The impossibility or difficulty of applying this law to the operations of dredging, which upon the evidence, I think, amounts to no more than that it would result in an inconvenience, which the defendants may readily avoid by refusing to contract with the Government, is a consideration fit to be addressed to Congress rather than to this court.

I am authorized to say that MR. JUSTICE HARLAN and MR. JUSTICE DAY concur in this dissent.

STONE v. SOUTHERN ILLINOIS AND MISSOURI BRIDGE COMPANY.

ERROR TO THE SUPREME COURT OF THE STATE OF MISSOURI.

No. 253. Argued March 24, 25, 1907.- Decided May 13, 1907.

Whether the statutes of a State authorize the incorporation of a bridge company to construct a bridge over a navigable river separating it from another State; whether such statutes confer the right of eminent domain on a corporation of another State, and whether such a corporation can exercise therein powers other than those conferred by the State of its creation, are all questions of state law, involving no Federal questions, and the rulings of the highest court of the State are final and conclusive upon this court.

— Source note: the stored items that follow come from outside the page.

//! Persisted set of already-ingested links.

use std::collections::BTreeSet;
use std::path::Path;

use anyhow::{Context, Result};
use tokio::fs;

/// Append-only set of links. Persisted as a sorted JSON array.
#[derive(Debug, Clone, Default, PartialEq, Eq)]
pub struct SeenSet {
    links: BTreeSet<String>,
}

impl SeenSet {
    /// Missing file → empty set. A corrupt file is logged and treated as empty.
    pub async fn load(path: &Path) -> Self {
        let raw = match fs::read_to_string(path).await {
            Ok(s) => s,
            Err(e) if e.kind() == std::io::ErrorKind::NotFound => return Self::default(),
            Err(e) => {
                tracing::warn!(error = ?e, path = %path.display(), "reading seen set");
                return Self::default();
            }
        };
        match serde_json::from_str::<Vec<String>>(&raw) {
            Ok(v) => Self {
                links: v.into_iter().collect(),
            },
            Err(e) => {
                tracing::warn!(error = ?e, path = %path.display(), "seen set is not a JSON array, starting empty");
                Self::default()
            }
        }
    }

    /// Rewrite the whole file via a temp file + rename.
    pub async fn save(&self, path: &Path) -> Result<()> {
        if let Some(dir) = path.parent().filter(|d| !d.as_os_str().is_empty()) {
            fs::create_dir_all(dir)
                .await
                .with_context(|| format!("creating {}", dir.display()))?;
        }
        let sorted: Vec<&String> = self.links.iter().collect();
        let json = serde_json::to_vec_pretty(&sorted).context("serializing seen set")?;
        let tmp = path.with_extension("json.tmp");
        fs::write(&tmp, json)
            .await
            .with_context(|| format!("writing {}", tmp.display()))?;
        fs::rename(&tmp, path)
            .await
            .with_context(|| format!("renaming into {}", path.display()))?;
        Ok(())
    }

    pub fn contains(&self, link: &str) -> bool {
        self.links.contains(link)
    }

    /// Returns `true` if the link was not seen before.
    pub fn insert(&mut self, link: &str) -> bool {
        self.links.insert(link.to_string())
    }

    pub fn len(&self) -> usize {
        self.links.len()
    }

    pub fn is_empty(&self) -> bool {
        self.links.is_empty()
    }
}

#[cfg(test)]
mod tests {
    use super::*;

    #[tokio::test]
    async fn roundtrips_sorted_and_tolerates_garbage() {
        let tmp = tempfile::tempdir().unwrap();
        let path = tmp.path().join("state").join("seen.json");

        let mut s = SeenSet::load(&path).await;
        assert!(s.is_empty());
        assert!(s.insert("https://b"));
        assert!(s.insert("https://a"));
        assert!(!s.insert("https://a"));
        s.save(&path).await.unwrap();

        let raw = std::fs::read_to_string(&path).unwrap();
        let v: Vec<String> = serde_json::from_str(&raw).unwrap();
        assert_eq!(v, vec!["https://a".to_string(), "https://b".to_string()]);

        let again = SeenSet::load(&path).await;
        assert_eq!(again, s);

        std::fs::write(&path, "{not json").unwrap();
        assert!(SeenSet::load(&path).await.is_empty());
    }
}
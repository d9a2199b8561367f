//! RSS 2.0 / Atom document parsing.

use anyhow::{anyhow, Context, Result};
use chrono::{DateTime, SecondsFormat, Utc};
use quick_xml::de::from_str;
use serde::Deserialize;
use time::format_description::well_known::{Rfc2822, Rfc3339};
use time::OffsetDateTime;

/// Format-independent view of a feed item, before normalization.
#[derive(Debug, Clone, Default, PartialEq)]
pub struct RawItem {
    pub title: Option<String>,
    pub link: Option<String>,
    pub published: Option<String>,
    pub summary: Option<String>,
}

#[derive(Debug, Deserialize)]
struct Rss {
    channel: Channel,
}
#[derive(Debug, Deserialize)]
struct Channel {
    #[serde(rename = "item", default)]
    item: Vec<Item>,
}
#[derive(Debug, Deserialize)]
struct Item {
    title: Option<String>,
    link: Option<String>,
    #[serde(rename = "pubDate")]
    pub_date: Option<String>,
    description: Option<String>,
}

#[derive(Debug, Deserialize)]
struct AtomFeed {
    #[serde(rename = "entry", default)]
    entry: Vec<AtomEntry>,
}
#[derive(Debug, Deserialize)]
struct AtomEntry {
    title: Option<AtomText>,
    #[serde(rename = "link", default)]
    links: Vec<AtomLink>,
    published: Option<String>,
    updated: Option<String>,
    summary: Option<AtomText>,
    content: Option<AtomText>,
}
#[derive(Debug, Deserialize)]
struct AtomLink {
    #[serde(rename = "@href")]
    href: Option<String>,
    #[serde(rename = "@rel")]
    rel: Option<String>,
}
#[derive(Debug, Default, Deserialize)]
struct AtomText {
    #[serde(rename = "$text", default)]
    text: String,
}

impl AtomEntry {
    fn alternate_link(&self) -> Option<String> {
        self.links
            .iter()
            .find(|l| matches!(l.rel.as_deref(), None | Some("alternate")))
            .or_else(|| self.links.first())
            .and_then(|l| l.href.clone())
    }
}

/// Parse an RSS 2.0 or Atom document.
pub fn parse_feed(xml: &str) -> Result<Vec<RawItem>> {
    let xml_clean = scrub_html_entities_for_xml(xml);

    if let Ok(rss) = from_str::<Rss>(&xml_clean) {
        return Ok(rss
            .channel
            .item
            .into_iter()
            .map(|it| RawItem {
                title: it.title,
                link: it.link,
                published: it.pub_date,
                summary: it.description,
            })
            .collect());
    }

    if !xml_clean.contains("<feed") {
        return Err(anyhow!("document is neither RSS nor Atom"));
    }
    let atom: AtomFeed = from_str(&xml_clean).context("parsing atom xml")?;
    Ok(atom
        .entry
        .into_iter()
        .map(|e| {
            let link = e.alternate_link();
            RawItem {
                title: e.title.map(|t| t.text),
                link,
                published: e.published.or(e.updated),
                summary: e.summary.or(e.content).map(|t| t.text),
            }
        })
        .collect())
}

fn parse_to_unix(ts: &str) -> Option<i64> {
    let ts = ts.trim();
    OffsetDateTime::parse(ts, &Rfc2822)
        .or_else(|_| OffsetDateTime::parse(ts, &Rfc3339))
        .ok()
        .map(|dt| dt.unix_timestamp())
}

/// RFC 2822 or RFC 3339 input → RFC 3339 UTC; unparseable or missing → `now`.
pub fn normalize_published(raw: Option<&str>, now: DateTime<Utc>) -> String {
    raw.and_then(parse_to_unix)
        .and_then(|secs| DateTime::<Utc>::from_timestamp(secs, 0))
        .unwrap_or(now)
        .to_rfc3339_opts(SecondsFormat::Secs, true)
}

/// XML has no named entities beyond the basic five; feeds still emit HTML ones.
fn scrub_html_entities_for_xml(s: &str) -> String {
    s.replace("&nbsp;", " ")
        .replace("&ndash;", "-")
        .replace("&mdash;", "-")
        .replace("&ldquo;", "\"")
        .replace("&rdquo;", "\"")
        .replace("&lsquo;", "'")
        .replace("&rsquo;", "'")
        .replace("&hellip;", "...")
}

The act of January 26, 1901, 31 Stat. 741, having authorized the construction by an Illinois corporation of a bridge and approaches across the Mississippi River, it is within the power of one of the States within which the bridge was constructed to authorize extensions thereof and connections therewith necessary and proper to make it available for the use contemplated by the statute, and although such extensions and connections were not within the plans and specifications of the bridge itself and its approaches as approved by the Secretary of War, the condemnation of land necessary for the bridge company to construct them is not in contravention of § 9 of the act of March 3, 1899, 30 Stat. 1151, making it unlawful to deviate in the construction of any bridge over navigable waters from the plans approved by the Secretary of War. 194 Missouri, 175, affirmed.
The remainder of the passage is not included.